Je m’aperçois que j’ai oublié le principal dans l’article précédent à propos de l’interprétation du serpent d’airain dans le livre des Nombres 21: 9 et l’évangile de Jean 3:14

https://mathesismessianisme.wordpress.com/2015/06/16/simone-weil-et-la-mathematique-suite-la-sphere-et-la-croix/

J’aurais pu le rajouter à la fin de l’article car ce n’est pas long mais je préfère lui donner plus de “publicité” en créant un article nouveau, et puis l’article précédent est déjà assez long comme ça..

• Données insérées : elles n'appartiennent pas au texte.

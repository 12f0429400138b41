//! Post registry - owner-scoped posts with attachment coordination.

use std::sync::Arc;

use uuid::Uuid;

use crate::domain::{Post, PostDraft, PostPatch, PostView};
use crate::error::{DomainError, RepoError};
use crate::ports::{Attachment, AttachmentStore, PostRepository, storage_key_from_url};
use crate::search::{Page, PostSortField, SearchQuery};

const ENTITY: &str = "Post";
const DUPLICATE_TITLE: &str = "Post with this title already exists";

/// What to do with a post's previous image once a replacement is stored.
#[derive(Debug, Clone, Copy, PartialEq, Eq, Default)]
pub enum ReplacedImagePolicy {
    /// Leave the old blob in the store.
    #[default]
    Retain,
    /// Best-effort delete of the old blob after the post is saved.
    DeletePrevious,
}

/// Owner-scoped post operations plus the public read paths.
pub struct PostService {
    posts: Arc<dyn PostRepository>,
    attachments: Arc<dyn AttachmentStore>,
    replaced_images: ReplacedImagePolicy,
}

impl PostService {
    pub fn new(posts: Arc<dyn PostRepository>, attachments: Arc<dyn AttachmentStore>) -> Self {
        Self {
            posts,
            attachments,
            replaced_images: ReplacedImagePolicy::default(),
        }
    }

    pub fn with_replaced_image_policy(mut self, policy: ReplacedImagePolicy) -> Self {
        self.replaced_images = policy;
        self
    }

    /// Create a post. The attachment, if any, is uploaded before the post is
    /// written; a failed write deletes the fresh upload again.
    pub async fn create(
        &self,
        owner: Uuid,
        draft: PostDraft,
        attachment: Option<Attachment>,
    ) -> Result<Post, DomainError> {
        let fields = draft.validate().map_err(|missing| {
            DomainError::Validation(format!("All fields are required: {}", missing.join(", ")))
        })?;

        let title = fields.title.trim();
        if self.posts.find_by_title(owner, title, None).await?.is_some() {
            return Err(DomainError::Duplicate(DUPLICATE_TITLE.to_string()));
        }

        let image = match &attachment {
            Some(attachment) => Some(self.upload(attachment).await?),
            None => None,
        };

        let post = Post::new(owner, fields, image.clone());
        let saved = match self.posts.insert(post).await {
            Ok(saved) => saved,
            Err(e) => {
                if let Some(url) = image.as_deref() {
                    self.discard_blob(url).await;
                }
                return Err(duplicate_title(e));
            }
        };

        tracing::info!(owner = %owner, post_id = %saved.id, "Post created");
        Ok(saved)
    }

    /// Apply the present fields of `patch` and optionally replace the image.
    /// A failed write deletes the replacement upload again.
    pub async fn update(
        &self,
        owner: Uuid,
        id: Uuid,
        patch: PostPatch,
        attachment: Option<Attachment>,
    ) -> Result<Post, DomainError> {
        let mut post = self
            .posts
            .find_owned(owner, id)
            .await?
            .ok_or_else(|| DomainError::not_found(ENTITY, id))?;

        let new_title = patch.title_change(&post.title);
        if let Some(title) = &new_title {
            if self
                .posts
                .find_by_title(owner, title, Some(id))
                .await?
                .is_some()
            {
                return Err(DomainError::Duplicate(DUPLICATE_TITLE.to_string()));
            }
        }

        if let Some(attachment) = &attachment {
            if !attachment.is_allowed_image() {
                return Err(invalid_image(attachment));
            }
        }

        if let Some(title) = new_title {
            post.title = title;
        }
        patch.apply_fields(&mut post);

        let mut uploaded = None;
        let mut replaced = None;
        if let Some(attachment) = &attachment {
            let url = self.upload(attachment).await?;
            uploaded = Some(url.clone());
            replaced = post.image.replace(url);
        }
        post.updated_at = chrono::Utc::now();

        let saved = match self.posts.update(post).await {
            Ok(saved) => saved,
            Err(e) => {
                if let Some(url) = uploaded.as_deref() {
                    self.discard_blob(url).await;
                }
                return Err(match e {
                    RepoError::NotFound => DomainError::not_found(ENTITY, id),
                    other => duplicate_title(other),
                });
            }
        };

        if let Some(previous) = replaced {
            match self.replaced_images {
                ReplacedImagePolicy::Retain => {
                    tracing::debug!(post_id = %id, url = %previous, "Retaining replaced image");
                }
                ReplacedImagePolicy::DeletePrevious => self.discard_blob(&previous).await,
            }
        }

        tracing::info!(owner = %owner, post_id = %id, "Post updated");
        Ok(saved)
    }

    /// Delete an owned post, then make one best-effort attempt to remove its
    /// image. Attachment failures never fail the delete.
    pub async fn delete(&self, owner: Uuid, id: Uuid) -> Result<(), DomainError> {
        let post = self
            .posts
            .find_owned(owner, id)
            .await?
            .ok_or_else(|| DomainError::not_found(ENTITY, id))?;

        self.posts.delete(id).await.map_err(|e| match e {
            RepoError::NotFound => DomainError::not_found(ENTITY, id),
            other => other.into(),
        })?;

        if let Some(url) = post.image.as_deref() {
            self.discard_blob(url).await;
        }

        tracing::info!(owner = %owner, post_id = %id, "Post deleted");
        Ok(())
    }

    /// Search the caller's own posts by title.
    pub async fn search(
        &self,
        owner: Uuid,
        query: &SearchQuery<PostSortField>,
    ) -> Result<Page<PostView>, DomainError> {
        Ok(self.posts.search(Some(owner), query).await?)
    }

    /// Search every owner's posts by title.
    pub async fn public_search(
        &self,
        query: &SearchQuery<PostSortField>,
    ) -> Result<Page<PostView>, DomainError> {
        Ok(self.posts.search(None, query).await?)
    }

    pub async fn public_view(&self, id: Uuid) -> Result<PostView, DomainError> {
        self.posts
            .find_view(id)
            .await?
            .ok_or_else(|| DomainError::not_found(ENTITY, id))
    }

    async fn upload(&self, attachment: &Attachment) -> Result<String, DomainError> {
        if !attachment.is_allowed_image() {
            return Err(invalid_image(attachment));
        }
        let stored = self.attachments.upload(attachment).await?;
        tracing::debug!(url = %stored.url, size = attachment.bytes.len(), "Attachment uploaded");
        Ok(stored.url)
    }

    /// Best-effort blob removal; failures are logged and swallowed.
    async fn discard_blob(&self, url: &str) {
        let Some(key) = storage_key_from_url(url) else {
            tracing::warn!(url = %url, "Cannot derive attachment key, skipping delete");
            return;
        };

        if let Err(e) = self.attachments.delete(&key).await {
            tracing::warn!(key = %key, error = %e, "Attachment delete failed");
        }
    }
}

fn invalid_image(attachment: &Attachment) -> DomainError {
    DomainError::Validation(format!(
        "Unsupported image type '{}'; allowed: jpeg, png, webp",
        attachment.content_type
    ))
}

fn duplicate_title(err: RepoError) -> DomainError {
    match err {
        RepoError::Constraint(_) => DomainError::Duplicate(DUPLICATE_TITLE.to_string()),
        other => other.into(),
    }
}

Le passage du livre des Nombres 21-6 à 9 dit donc:

http://www.aelf.org/bible-liturgie/Nb/Livre+des+Nombres/chapitre/21

06 Alors le Seigneur envoya contre le peuple des serpents à la morsure brûlante, et beaucoup en moururent dans le peuple d’Israël.
07 Le peuple vint vers Moïse et dit : « Nous avons péché, en récriminant contre le Seigneur et contre toi. Intercède auprès du Seigneur pour qu’il éloigne de nous les serpents. » Moïse intercéda pour le peuple,
08 et le Seigneur dit à Moïse : « Fais-toi un serpent brûlant, et dresse-le au sommet d’un mât : tous ceux qui auront été mordus, qu’ils le regardent, alors ils vivront ! »
09 Moïse fit un serpent de bronze et le dressa au sommet du mât. Quand un homme était mordu par un serpent, et qu’il regardait vers le serpent de bronze, il restait en vie

Cela c’est la grande légende racontée dans la Torah, cela concerne l’errance d’Israel au désert : le peuple “à la nuque raide” doute, il se plaint, il récrimine, alors l’Eternel décide de le punir en envoyant des serpents.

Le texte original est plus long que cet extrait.